* [How to complete this task]:
Below are the records. Gather each line that holds "house".

* [Dataset records]:
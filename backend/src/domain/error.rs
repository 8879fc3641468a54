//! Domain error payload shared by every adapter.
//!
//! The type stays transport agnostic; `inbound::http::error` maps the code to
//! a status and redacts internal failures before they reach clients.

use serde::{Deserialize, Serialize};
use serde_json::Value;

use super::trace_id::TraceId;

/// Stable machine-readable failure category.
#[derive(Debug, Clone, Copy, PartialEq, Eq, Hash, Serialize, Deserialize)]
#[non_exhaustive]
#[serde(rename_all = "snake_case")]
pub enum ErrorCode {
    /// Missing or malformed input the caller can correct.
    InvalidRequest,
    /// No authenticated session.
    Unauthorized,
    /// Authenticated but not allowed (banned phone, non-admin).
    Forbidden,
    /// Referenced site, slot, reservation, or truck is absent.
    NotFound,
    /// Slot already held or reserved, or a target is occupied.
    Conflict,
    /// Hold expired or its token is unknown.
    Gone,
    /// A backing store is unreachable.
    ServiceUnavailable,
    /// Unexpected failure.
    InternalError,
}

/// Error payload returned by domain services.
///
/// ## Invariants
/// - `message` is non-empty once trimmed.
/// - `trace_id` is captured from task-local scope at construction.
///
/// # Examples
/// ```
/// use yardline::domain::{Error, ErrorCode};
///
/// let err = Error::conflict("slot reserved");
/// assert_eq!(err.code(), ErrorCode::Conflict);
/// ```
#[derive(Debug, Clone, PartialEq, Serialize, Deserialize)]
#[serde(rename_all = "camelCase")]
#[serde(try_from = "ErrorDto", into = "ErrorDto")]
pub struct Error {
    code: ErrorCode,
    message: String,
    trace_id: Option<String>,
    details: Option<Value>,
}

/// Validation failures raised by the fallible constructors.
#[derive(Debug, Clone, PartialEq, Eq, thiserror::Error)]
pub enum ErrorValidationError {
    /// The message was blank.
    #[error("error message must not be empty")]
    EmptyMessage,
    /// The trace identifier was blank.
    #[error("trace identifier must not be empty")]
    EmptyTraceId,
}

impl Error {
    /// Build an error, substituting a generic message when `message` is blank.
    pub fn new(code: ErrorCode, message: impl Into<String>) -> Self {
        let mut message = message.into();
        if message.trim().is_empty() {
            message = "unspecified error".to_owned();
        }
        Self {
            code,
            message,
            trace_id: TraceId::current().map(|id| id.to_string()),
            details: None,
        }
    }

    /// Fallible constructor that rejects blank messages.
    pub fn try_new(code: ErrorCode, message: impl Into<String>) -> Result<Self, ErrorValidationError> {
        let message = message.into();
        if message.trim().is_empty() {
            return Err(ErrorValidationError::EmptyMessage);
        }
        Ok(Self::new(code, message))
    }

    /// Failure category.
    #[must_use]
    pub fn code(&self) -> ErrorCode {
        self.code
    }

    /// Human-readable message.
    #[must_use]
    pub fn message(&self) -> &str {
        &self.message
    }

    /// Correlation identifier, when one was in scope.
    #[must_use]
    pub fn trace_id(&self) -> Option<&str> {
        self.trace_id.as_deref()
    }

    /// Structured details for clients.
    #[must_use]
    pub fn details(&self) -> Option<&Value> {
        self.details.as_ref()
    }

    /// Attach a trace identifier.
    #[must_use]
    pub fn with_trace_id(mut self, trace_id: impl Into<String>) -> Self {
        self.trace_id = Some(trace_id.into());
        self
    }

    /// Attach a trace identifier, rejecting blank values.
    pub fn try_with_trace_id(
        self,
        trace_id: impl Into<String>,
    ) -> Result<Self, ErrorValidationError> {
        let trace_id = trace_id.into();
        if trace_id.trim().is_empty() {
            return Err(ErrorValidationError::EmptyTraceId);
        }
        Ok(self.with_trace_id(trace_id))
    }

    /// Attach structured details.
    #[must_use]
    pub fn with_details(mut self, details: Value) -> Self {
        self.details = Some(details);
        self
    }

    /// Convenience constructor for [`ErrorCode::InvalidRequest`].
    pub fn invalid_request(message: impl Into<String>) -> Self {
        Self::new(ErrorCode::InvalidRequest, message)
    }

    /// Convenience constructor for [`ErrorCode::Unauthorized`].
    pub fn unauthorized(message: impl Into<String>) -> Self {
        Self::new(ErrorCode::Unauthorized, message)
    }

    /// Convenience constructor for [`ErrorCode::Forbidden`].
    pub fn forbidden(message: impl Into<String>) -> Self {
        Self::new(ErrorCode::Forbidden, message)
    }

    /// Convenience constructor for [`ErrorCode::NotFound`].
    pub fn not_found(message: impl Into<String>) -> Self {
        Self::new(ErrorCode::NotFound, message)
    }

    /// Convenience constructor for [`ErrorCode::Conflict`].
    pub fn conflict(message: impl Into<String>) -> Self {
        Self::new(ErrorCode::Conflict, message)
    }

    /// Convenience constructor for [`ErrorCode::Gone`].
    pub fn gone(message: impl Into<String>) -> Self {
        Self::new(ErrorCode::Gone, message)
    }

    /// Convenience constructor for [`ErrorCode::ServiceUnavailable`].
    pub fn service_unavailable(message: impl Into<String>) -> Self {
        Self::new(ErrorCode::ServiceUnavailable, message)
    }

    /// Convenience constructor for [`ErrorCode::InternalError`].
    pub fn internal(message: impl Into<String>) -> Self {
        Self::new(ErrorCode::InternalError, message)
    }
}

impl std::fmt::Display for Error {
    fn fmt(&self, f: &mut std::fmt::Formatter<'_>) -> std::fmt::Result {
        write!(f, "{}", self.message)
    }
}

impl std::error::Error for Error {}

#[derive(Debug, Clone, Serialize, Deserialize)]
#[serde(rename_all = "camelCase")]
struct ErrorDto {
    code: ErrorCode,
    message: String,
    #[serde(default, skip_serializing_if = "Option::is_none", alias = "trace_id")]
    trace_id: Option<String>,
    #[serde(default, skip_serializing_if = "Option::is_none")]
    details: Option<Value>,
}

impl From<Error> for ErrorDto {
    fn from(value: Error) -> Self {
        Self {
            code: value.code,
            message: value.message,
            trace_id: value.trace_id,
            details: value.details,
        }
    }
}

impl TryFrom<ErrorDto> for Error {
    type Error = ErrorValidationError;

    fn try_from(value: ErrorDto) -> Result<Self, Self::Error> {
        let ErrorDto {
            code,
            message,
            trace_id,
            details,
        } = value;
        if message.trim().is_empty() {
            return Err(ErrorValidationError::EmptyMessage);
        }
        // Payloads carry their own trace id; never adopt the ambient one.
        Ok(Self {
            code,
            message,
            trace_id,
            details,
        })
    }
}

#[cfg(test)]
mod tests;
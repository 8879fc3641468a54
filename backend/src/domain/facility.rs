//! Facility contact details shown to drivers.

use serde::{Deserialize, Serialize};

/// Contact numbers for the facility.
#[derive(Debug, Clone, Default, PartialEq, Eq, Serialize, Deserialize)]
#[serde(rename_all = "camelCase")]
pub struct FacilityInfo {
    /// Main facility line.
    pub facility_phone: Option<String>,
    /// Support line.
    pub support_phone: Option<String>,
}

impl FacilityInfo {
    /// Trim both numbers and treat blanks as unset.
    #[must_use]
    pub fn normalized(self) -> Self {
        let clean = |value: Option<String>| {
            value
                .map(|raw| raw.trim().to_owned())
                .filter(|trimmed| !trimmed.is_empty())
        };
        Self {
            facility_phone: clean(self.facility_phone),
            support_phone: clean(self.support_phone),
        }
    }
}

==

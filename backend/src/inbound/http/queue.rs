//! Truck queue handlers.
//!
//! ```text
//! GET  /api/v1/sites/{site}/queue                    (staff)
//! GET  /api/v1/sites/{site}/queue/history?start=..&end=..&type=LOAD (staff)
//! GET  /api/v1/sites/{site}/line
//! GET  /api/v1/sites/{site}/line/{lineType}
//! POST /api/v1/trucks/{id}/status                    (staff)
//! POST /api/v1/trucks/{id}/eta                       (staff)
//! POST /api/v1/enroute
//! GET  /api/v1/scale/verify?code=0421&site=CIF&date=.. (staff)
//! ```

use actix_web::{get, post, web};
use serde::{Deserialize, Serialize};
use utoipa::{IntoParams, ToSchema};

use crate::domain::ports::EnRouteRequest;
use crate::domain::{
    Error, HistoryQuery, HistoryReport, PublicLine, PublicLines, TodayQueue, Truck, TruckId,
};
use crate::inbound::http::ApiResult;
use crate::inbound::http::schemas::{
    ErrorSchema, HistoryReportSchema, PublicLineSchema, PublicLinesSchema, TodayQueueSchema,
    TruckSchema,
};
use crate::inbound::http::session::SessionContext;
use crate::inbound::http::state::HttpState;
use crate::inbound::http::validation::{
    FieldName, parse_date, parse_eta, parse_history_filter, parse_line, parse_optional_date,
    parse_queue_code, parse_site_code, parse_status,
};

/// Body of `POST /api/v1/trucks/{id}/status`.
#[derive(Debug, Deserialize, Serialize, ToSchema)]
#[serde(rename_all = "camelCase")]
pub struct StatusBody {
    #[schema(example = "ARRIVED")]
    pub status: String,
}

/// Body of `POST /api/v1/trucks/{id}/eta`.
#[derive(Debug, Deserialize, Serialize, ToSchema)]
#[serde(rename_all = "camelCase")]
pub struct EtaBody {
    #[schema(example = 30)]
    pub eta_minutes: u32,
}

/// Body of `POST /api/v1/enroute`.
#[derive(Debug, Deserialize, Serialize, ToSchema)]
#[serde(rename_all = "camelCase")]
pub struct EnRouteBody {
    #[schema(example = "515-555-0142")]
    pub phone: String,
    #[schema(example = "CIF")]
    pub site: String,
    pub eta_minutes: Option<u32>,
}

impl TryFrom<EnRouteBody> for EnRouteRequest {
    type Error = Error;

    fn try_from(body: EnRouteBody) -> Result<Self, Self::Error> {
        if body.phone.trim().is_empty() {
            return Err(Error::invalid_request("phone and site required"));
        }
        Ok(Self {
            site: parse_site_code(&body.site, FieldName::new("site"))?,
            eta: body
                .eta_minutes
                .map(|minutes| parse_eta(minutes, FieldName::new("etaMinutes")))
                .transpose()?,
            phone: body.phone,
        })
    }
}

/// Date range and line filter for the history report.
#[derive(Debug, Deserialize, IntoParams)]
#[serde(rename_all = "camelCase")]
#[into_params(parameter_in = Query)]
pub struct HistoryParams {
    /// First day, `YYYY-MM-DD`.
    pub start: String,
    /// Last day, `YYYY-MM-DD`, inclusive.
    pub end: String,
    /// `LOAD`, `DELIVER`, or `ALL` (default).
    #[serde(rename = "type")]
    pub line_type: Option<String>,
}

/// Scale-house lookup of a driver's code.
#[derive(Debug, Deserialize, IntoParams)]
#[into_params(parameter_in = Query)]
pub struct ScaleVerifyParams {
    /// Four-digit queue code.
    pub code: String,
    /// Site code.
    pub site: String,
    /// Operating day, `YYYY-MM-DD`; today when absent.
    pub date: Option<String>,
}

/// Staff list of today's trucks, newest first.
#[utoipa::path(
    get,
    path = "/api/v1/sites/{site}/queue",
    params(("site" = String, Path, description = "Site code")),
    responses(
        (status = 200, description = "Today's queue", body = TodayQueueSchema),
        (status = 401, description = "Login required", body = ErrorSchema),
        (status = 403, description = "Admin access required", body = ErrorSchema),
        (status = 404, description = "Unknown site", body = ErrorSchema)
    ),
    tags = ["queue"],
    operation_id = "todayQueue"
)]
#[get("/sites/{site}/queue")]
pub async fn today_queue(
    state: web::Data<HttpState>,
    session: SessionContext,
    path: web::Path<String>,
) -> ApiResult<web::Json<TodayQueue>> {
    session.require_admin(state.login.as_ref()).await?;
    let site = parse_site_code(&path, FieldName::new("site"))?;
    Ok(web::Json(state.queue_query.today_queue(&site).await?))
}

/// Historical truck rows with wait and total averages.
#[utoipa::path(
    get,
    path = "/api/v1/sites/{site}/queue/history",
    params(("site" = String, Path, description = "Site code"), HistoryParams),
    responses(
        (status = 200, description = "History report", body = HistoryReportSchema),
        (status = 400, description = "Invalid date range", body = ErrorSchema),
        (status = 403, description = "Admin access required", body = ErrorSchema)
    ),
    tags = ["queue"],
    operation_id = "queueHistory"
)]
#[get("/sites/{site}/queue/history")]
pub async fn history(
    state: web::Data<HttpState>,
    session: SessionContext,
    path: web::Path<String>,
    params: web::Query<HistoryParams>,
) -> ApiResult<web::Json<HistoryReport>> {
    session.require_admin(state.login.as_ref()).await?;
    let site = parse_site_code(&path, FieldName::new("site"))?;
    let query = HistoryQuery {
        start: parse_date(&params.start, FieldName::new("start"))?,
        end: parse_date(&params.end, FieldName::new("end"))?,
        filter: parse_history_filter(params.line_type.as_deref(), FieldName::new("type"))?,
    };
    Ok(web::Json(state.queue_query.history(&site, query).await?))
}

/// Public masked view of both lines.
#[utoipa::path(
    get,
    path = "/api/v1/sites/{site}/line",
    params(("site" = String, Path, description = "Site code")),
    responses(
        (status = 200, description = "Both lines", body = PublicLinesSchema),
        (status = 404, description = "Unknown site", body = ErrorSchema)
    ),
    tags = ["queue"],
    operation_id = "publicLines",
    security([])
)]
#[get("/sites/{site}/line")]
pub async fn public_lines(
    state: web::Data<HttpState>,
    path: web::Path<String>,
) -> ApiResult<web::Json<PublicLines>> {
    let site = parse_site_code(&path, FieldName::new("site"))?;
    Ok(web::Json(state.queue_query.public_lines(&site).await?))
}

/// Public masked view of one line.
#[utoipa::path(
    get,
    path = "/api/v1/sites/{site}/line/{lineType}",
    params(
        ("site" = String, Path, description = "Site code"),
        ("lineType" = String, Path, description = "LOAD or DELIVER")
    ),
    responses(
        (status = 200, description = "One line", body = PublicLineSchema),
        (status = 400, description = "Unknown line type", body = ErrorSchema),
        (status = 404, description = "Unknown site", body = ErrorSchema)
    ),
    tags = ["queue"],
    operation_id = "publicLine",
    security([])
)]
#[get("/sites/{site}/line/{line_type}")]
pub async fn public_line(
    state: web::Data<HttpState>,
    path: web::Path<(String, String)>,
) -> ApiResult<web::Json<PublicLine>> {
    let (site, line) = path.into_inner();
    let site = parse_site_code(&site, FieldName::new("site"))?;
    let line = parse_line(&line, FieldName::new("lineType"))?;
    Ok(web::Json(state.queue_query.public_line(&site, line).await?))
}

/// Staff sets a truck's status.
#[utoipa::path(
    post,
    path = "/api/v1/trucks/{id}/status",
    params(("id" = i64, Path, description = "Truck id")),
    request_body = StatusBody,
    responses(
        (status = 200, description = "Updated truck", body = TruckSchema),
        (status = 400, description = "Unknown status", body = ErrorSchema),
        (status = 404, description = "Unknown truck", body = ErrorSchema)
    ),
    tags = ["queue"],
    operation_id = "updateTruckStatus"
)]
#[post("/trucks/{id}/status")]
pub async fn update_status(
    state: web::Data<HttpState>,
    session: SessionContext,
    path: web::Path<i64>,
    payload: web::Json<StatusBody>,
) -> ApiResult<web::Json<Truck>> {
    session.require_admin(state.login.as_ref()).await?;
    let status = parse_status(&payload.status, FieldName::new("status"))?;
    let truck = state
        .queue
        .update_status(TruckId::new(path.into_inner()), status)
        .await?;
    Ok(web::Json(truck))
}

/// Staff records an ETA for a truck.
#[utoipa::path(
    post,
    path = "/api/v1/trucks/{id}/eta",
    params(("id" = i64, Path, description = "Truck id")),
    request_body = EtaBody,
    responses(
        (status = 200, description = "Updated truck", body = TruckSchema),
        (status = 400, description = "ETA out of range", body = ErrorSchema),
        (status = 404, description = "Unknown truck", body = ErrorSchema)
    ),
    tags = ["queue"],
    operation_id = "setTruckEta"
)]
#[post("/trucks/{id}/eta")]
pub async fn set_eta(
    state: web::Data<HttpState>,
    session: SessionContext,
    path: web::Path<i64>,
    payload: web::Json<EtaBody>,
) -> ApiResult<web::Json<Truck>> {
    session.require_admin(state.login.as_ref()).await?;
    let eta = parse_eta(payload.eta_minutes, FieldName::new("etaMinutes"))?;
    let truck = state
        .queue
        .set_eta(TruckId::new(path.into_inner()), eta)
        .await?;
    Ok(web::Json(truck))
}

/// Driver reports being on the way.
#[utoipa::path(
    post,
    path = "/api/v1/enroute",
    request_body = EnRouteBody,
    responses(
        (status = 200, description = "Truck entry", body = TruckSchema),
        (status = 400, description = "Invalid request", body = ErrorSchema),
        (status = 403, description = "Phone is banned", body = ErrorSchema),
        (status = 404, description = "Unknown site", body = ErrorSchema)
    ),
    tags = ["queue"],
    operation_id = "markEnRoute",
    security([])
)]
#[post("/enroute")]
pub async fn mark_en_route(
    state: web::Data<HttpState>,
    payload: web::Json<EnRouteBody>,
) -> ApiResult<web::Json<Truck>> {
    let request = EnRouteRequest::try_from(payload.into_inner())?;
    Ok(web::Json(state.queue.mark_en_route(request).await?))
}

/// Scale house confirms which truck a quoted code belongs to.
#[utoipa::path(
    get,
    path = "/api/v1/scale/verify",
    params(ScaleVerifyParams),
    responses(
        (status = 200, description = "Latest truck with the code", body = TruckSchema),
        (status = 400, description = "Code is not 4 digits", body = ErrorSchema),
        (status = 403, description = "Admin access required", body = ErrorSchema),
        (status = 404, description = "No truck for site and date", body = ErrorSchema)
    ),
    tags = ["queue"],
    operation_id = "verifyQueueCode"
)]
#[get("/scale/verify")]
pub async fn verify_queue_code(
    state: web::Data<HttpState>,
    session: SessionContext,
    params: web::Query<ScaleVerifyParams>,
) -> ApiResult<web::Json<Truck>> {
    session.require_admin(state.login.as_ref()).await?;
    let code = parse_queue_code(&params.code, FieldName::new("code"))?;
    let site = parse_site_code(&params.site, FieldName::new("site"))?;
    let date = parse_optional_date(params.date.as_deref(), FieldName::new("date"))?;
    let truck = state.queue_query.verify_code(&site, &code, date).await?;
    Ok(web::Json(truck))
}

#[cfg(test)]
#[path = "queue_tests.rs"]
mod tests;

==

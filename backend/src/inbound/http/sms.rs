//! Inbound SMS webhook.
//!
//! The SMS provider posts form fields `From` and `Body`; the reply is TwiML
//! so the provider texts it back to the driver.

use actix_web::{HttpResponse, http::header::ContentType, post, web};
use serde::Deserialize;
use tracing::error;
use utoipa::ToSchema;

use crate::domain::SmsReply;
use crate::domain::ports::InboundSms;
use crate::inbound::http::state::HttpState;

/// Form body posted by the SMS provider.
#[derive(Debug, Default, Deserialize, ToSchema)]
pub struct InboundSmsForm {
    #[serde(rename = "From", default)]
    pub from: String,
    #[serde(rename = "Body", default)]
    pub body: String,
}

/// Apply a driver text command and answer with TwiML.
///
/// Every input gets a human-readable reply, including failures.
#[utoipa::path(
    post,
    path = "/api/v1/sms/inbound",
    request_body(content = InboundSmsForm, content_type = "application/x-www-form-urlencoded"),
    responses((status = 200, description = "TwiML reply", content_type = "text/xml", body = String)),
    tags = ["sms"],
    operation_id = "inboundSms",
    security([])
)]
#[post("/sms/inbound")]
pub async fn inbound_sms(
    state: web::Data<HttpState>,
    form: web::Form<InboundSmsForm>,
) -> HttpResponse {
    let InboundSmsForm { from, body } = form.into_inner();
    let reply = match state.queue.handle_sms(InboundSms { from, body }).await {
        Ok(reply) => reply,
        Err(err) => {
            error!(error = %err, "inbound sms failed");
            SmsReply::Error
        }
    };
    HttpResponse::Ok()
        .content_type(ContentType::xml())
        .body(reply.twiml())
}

* [Response box]:
/// Scale-house lookup of a driver's code.
/// Scale house confirms which truck a quoted code belongs to.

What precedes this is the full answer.